#### Records provided:
↓↓↓

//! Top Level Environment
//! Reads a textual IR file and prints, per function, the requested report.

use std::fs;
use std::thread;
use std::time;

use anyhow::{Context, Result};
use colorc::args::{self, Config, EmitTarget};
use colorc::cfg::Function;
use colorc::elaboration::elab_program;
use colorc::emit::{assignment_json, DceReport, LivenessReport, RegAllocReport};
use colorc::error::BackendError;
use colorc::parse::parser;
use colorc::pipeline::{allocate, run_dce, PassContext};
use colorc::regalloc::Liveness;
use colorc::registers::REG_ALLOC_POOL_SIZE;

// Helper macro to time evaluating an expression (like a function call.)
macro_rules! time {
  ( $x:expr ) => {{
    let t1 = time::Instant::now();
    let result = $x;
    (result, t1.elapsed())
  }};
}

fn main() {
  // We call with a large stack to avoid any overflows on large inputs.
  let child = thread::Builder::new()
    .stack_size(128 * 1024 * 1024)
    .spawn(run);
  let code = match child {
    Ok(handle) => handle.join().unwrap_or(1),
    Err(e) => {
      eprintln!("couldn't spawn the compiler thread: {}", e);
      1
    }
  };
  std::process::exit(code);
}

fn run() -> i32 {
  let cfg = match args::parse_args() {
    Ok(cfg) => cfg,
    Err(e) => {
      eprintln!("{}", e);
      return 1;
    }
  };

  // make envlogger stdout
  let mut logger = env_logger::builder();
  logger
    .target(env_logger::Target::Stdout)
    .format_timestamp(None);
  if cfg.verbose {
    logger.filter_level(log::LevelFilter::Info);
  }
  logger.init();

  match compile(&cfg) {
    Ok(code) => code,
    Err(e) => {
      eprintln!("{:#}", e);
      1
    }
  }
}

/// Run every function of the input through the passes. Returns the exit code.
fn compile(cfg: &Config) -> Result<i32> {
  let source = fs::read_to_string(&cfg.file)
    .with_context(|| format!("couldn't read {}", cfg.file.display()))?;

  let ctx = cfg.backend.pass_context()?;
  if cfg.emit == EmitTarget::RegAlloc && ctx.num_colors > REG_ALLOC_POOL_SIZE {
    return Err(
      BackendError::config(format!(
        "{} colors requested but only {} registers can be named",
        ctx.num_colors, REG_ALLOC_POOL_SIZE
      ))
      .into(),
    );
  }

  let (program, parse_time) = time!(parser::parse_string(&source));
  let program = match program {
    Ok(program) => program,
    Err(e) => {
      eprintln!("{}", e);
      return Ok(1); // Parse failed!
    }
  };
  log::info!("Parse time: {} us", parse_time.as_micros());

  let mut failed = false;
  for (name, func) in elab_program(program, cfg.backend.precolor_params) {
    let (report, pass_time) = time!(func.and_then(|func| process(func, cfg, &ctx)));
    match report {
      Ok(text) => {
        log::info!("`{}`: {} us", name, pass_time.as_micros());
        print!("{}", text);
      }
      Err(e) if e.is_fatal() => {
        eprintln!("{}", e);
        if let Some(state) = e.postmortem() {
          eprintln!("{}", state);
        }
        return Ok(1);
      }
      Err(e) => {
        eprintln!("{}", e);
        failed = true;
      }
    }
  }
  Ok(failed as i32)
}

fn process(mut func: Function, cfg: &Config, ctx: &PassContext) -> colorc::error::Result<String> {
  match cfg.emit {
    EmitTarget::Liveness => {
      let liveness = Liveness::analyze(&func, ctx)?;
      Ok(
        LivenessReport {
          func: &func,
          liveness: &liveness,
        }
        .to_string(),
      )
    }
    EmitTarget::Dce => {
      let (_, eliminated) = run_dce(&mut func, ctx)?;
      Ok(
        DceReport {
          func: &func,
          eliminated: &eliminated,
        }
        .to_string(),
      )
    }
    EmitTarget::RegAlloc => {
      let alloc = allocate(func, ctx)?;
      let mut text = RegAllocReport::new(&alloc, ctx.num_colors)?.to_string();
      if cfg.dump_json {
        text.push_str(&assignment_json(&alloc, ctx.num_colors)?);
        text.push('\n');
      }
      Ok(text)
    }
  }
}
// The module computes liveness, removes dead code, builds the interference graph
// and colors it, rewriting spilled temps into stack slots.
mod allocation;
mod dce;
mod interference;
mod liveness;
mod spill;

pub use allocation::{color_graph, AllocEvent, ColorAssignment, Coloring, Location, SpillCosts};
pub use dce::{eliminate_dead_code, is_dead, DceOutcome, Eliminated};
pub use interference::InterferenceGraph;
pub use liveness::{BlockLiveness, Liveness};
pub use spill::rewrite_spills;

↑↑↑

#### Instructions for the task:
Wherever the string "LivenessReport" appears in the records, copy the whole line.

#### Exercise answer:
use colorc::emit::{assignment_json, DceReport, LivenessReport, RegAllocReport};
        LivenessReport {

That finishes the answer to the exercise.